Recurrent Highway Networks
Authors: Julian Georg Zilly, Rupesh Kumar Srivastava, Jan Koutnı́k, Jürgen Schmidhuber
ICML 2017 | Conference PDF | Archive PDF | Plain Text | LLM Run Details
| Reproducibility Variable | Result | LLM Response |
|---|---|---|
| Research Type | Experimental | Several language modeling experiments demonstrate that the proposed architecture results in powerful and efficient models. On the Penn Treebank corpus, solely increasing the transition depth from 1 to 10 improves word-level perplexity from 90.6 to 65.4 using the same number of parameters.

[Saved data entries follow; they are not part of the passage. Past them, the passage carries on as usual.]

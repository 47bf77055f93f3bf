// ============================================================
// Layer 4 — Document Loader
// ============================================================
// Loads candidate documents from a directory for the CLI.
//
// Supported files:
//   *.txt  — read as UTF-8, form feeds ('\f') kept as page breaks
//   *.docx — parsed with docx-rs, one line per paragraph
//
// Metadata sidecar:
//   A file named "<file name>.meta.json" next to a document is
//   merged into that document's metadata, e.g.
//     report.txt            ← the document
//     report.txt.meta.json  ← {"page_number": 5}
//
// The file name is always stored under "file_path".
//
// A .docx file is a ZIP archive of XML. docx-rs gives us a
// typed tree:
//   Document
//     └── children: Vec<DocumentChild>
//           └── Paragraph
//                 └── children: Vec<ParagraphChild>
//                       └── Run
//                             └── children: Vec<RunChild>
//                                   └── Text (the actual words!)
//
// Reference: docx-rs crate documentation
//            Rust Book §9 (Error Handling)

use anyhow::{Context, Result};
use serde_json::{Map, Value};
use std::{fs, path::Path};
use docx_rs::read_docx;

use crate::domain::document::Document;
use crate::domain::traits::DocumentSource;

/// Suffix of metadata sidecar files
pub const META_SUFFIX: &str = ".meta.json";

/// Loads all .txt and .docx files from a directory.
pub struct DirectoryLoader {
    dir: String,
}

impl DirectoryLoader {
    pub fn new(dir: impl Into<String>) -> Self {
        Self { dir: dir.into() }
    }
}

impl DocumentSource for DirectoryLoader {
    fn load_all(&self) -> Result<Vec<Document>> {
        let dir = Path::new(&self.dir);

        if !dir.exists() {
            tracing::warn!(
                "Docs directory '{}' does not exist — returning empty corpus",
                self.dir
            );
            return Ok(Vec::new());
        }

        // Sorted so documents keep a stable rank order between runs
        let mut paths: Vec<_> = fs::read_dir(dir)
            .with_context(|| format!("Cannot read directory '{}'", self.dir))?
            .collect::<std::io::Result<Vec<_>>>()?
            .into_iter()
            .map(|entry| entry.path())
            .collect();
        paths.sort();

        let mut docs = Vec::new();
        for path in paths {
            let text = match path.extension().and_then(|e| e.to_str()) {
                Some("txt")  => fs::read_to_string(&path)
                    .with_context(|| format!("Cannot read '{}'", path.display())),
                Some("docx") => load_docx_text(&path),
                _            => continue,
            };

            // Log a warning but continue — don't fail on one bad file
            let text = match text {
                Ok(t)  => t,
                Err(e) => {
                    tracing::warn!("Skipping '{}': {:#}", path.display(), e);
                    continue;
                }
            };

            let meta = load_meta(&path)?;
            let doc  = Document::with_meta(text, meta);
            tracing::debug!("Loaded: {} ({} chars)", path.display(), doc.char_len());
            docs.push(doc);
        }

        tracing::info!("Successfully loaded {} documents", docs.len());
        Ok(docs)
    }
}

/// Build the metadata map: file name plus the optional sidecar
fn load_meta(path: &Path) -> Result<Map<String, Value>> {
    let file_name = path
        .file_name()
        .and_then(|n| n.to_str())
        .unwrap_or("unknown")
        .to_string();

    let mut meta = Map::new();
    let sidecar  = path.with_file_name(format!("{file_name}{META_SUFFIX}"));
    if sidecar.exists() {
        let raw = fs::read_to_string(&sidecar)
            .with_context(|| format!("Cannot read '{}'", sidecar.display()))?;
        let value: Value = serde_json::from_str(&raw)
            .with_context(|| format!("Invalid JSON in '{}'", sidecar.display()))?;
        match value {
            Value::Object(map) => meta.extend(map),
            _ => anyhow::bail!("'{}' must contain a JSON object", sidecar.display()),
        }
    }
    meta.insert("file_path".to_string(), Value::String(file_name));
    Ok(meta)
}

/// Parse a single .docx file and return its text,
/// one paragraph per line.
fn load_docx_text(path: &Path) -> Result<String> {
    let bytes = fs::read(path)
        .with_context(|| format!("Cannot read '{}'", path.display()))?;

    let docx = read_docx(&bytes)
        .map_err(|e| {
            anyhow::anyhow!("docx-rs parse error in '{}': {:?}", path.display(), e)
        })?;

    let mut paragraphs: Vec<String> = Vec::new();
    for child in &docx.document.children {
        use docx_rs::DocumentChild;

        // Tables, images, section properties are ignored
        if let DocumentChild::Paragraph(para) = child {
            let para_text = extract_paragraph_text(para);
            if !para_text.trim().is_empty() {
                paragraphs.push(para_text);
            }
        }
    }

    Ok(paragraphs.join("\n"))
}

/// Concatenate the text runs of one paragraph.
fn extract_paragraph_text(para: &docx_rs::Paragraph) -> String {
    let mut parts = Vec::new();

    for child in &para.children {
        use docx_rs::ParagraphChild;

        if let ParagraphChild::Run(run) = child {
            for rc in &run.children {
                use docx_rs::RunChild;

                if let RunChild::Text(t) = rc {
                    parts.push(t.text.clone());
                }
            }
        }
    }

    parts.join("")
}

// ─── Unit Tests ───────────────────────────────────────────────────────────────
#[cfg(test)]
mod tests {
    use super::*;
    use serde_json::json;

    #[test]
    fn test_missing_directory_gives_empty_corpus() {
        let loader = DirectoryLoader::new("/definitely/not/here");
        assert!(loader.load_all().unwrap().is_empty());
    }

    #[test]
    fn test_loads_text_files_with_sidecar_meta() {
        let dir = tempfile::tempdir().unwrap();
        fs::write(dir.path().join("a.txt"), "Page one.\u{c}Page two.").unwrap();
        fs::write(dir.path().join("a.txt.meta.json"), r#"{"page_number": 5}"#).unwrap();
        fs::write(dir.path().join("b.txt"), "Olaf Scholz is the chancellor of Germany").unwrap();
        fs::write(dir.path().join("ignored.csv"), "x,y").unwrap();

        let docs = DirectoryLoader::new(dir.path().to_str().unwrap()).load_all().unwrap();
        assert_eq!(docs.len(), 2);

        assert_eq!(docs[0].content.as_deref(), Some("Page one.\u{c}Page two."));
        assert_eq!(docs[0].page_number(), Some(&json!(5)));
        assert_eq!(docs[0].meta.get("file_path"), Some(&json!("a.txt")));

        assert_eq!(docs[1].page_number(), None);
        assert_eq!(docs[1].meta.get("file_path"), Some(&json!("b.txt")));
    }

    #[test]
    fn test_sidecar_must_be_an_object() {
        let dir = tempfile::tempdir().unwrap();
        fs::write(dir.path().join("a.txt"), "text").unwrap();
        fs::write(dir.path().join("a.txt.meta.json"), "[1, 2]").unwrap();

        let result = DirectoryLoader::new(dir.path().to_str().unwrap()).load_all();
        assert!(result.is_err());
    }
}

On the larger Wikipedia datasets for character prediction (text8 and enwik8), RHNs outperform all previous results and achieve an entropy of 1.27 bits per character. |
| Researcher Affiliation | Collaboration | 1ETH Zürich, Switzerland 2The Swiss AI Lab IDSIA (USI-SUPSI) & NNAISENSE, Switzerland. |
| Pseudocode | No | The paper provides mathematical equations (6-9) and a schematic illustration (Figure 3) of the RHN computation, but it does not include pseudocode or an algorithm block. |
| Open Source Code | No | The paper does not provide any statement or link indicating the availability of open-source code for the described methodology. |
| Open Datasets | Yes | On the Penn Treebank corpus (Marcus et al., 1993) preprocessed by Mikolov et al. (2010)... Hutter Prize Wikipedia datasets text8 and enwik8 (Hutter, 2012)... JSB Chorales polyphonic music prediction dataset (Boulanger-Lewandowski et al., 2012). |
| Dataset Splits | No | The paper mentions using a 'validation set' for Penn Treebank and Wikipedia datasets (e.g., 'For each depth, we show the test set perplexity of the best model based on performance on the validation set'), but it does not specify the exact percentages or counts for the dataset splits used for training, validation, and testing within the paper's main text. |
| Hardware Specification | No | The paper does not provide specific hardware details (e.g., CPU, GPU models, or memory specifications) used for running its experiments. |
| Software Dependencies | No | The paper mentions using optimization methods like 'SGD-based optimization' and regularization techniques such as 'dropout' and 'weight-tying (WT)', but it does not list any specific software or library names with version numbers that would be necessary for replication. |
| Experiment Setup | No | The paper states, 'Detailed configurations for all experiments are included in the supplementary material.' This indicates that the specific experimental setup details, such as concrete hyperparameter values, are not provided within the main text. |